Here plaintiff's failure to include the telephone number could possibly impact the State's ability to assist the borrower to prevent foreclosure or to provide counseling services which is the purported statutory purpose for enacting RPAPL 1306. RPAPL § 1306(2) specifically requires the filing of information that "will enable the superintendent to ascertain the type of loan at issue and that the data collected shall be used to 'perform an analysis of loan types (id. 1306[4]) and to direct appropriate services to borrowers in need.'" U.S. Bank v. Adams, 202 A.D.3d at 870.

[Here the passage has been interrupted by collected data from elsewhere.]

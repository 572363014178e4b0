use perspectivedb_primitives::{Value, VersionId};

/// Which of the two inputs was behind (and is now advanced) in a
/// `FastForward` outcome.
#[derive(Debug, Clone, Copy, PartialEq, Eq)]
pub enum Side {
    X,
    Y,
}

/// What the merge engine produces for a pair of heads (spec §4.3.4).
#[derive(Debug, Clone, PartialEq)]
pub enum MergeOutcome {
    /// Both heads already agree.
    Equal(VersionId),
    /// The LCA equals one head; `winner` names the side whose head was
    /// ahead, `head` is that head (the fast-forward result).
    FastForward { winner: Side, head: VersionId },
    /// A genuine three-way merge produced this body. The caller builds the
    /// merged header with `pa = sort([x_head, y_head])`.
    Merge(Value),
    /// These attribute paths conflict and need a conflict handler.
    Conflict(Vec<String>),
}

As a court of equity, the undersigned may overlook minimal mistakes if there is no overwhelming prejudice to a party. See generally, Bank of America, N.A. v. Kessler, 39 N.Y.3d 317, 186 N.Y.S.3d 85 (2023), wherein the Court of Appeals rejected a bright line strict interpretation of statutory language involving RPAPL § 1304 notice. However, "if the condition sought to be disregarded is a mandatory condition precedent, plaintiff's failure to comply cannot be disregarded." See U.S. Bank Trust, N.A. v. Chiramannil, 205 A.D.3d 966, 166 N.Y.S.3d 590 (2d Dept. 2022). Plaintiff's failure in this case is not a typographical pleading error; it is a specifically listed requirement that must be included to satisfy the minimum statutory requirement.
Because the statutory text permits the agency to share information contained on the filing with certain housing counseling agencies that coordinate help for distressed borrowers, and the Department of Financial Services may use the information to facilitate a review of whether the borrower might benefit from counseling or other foreclosure prevention services, including a borrower's last known telephone number is critical to facilitate the statutory purpose of RPAPL 1306.
Defendant has shown that plaintiff has not complied with the strict requirements of RPAPL § 1306, and these flaws cannot be ignored. Plaintiff's complaint is dismissed without prejudice.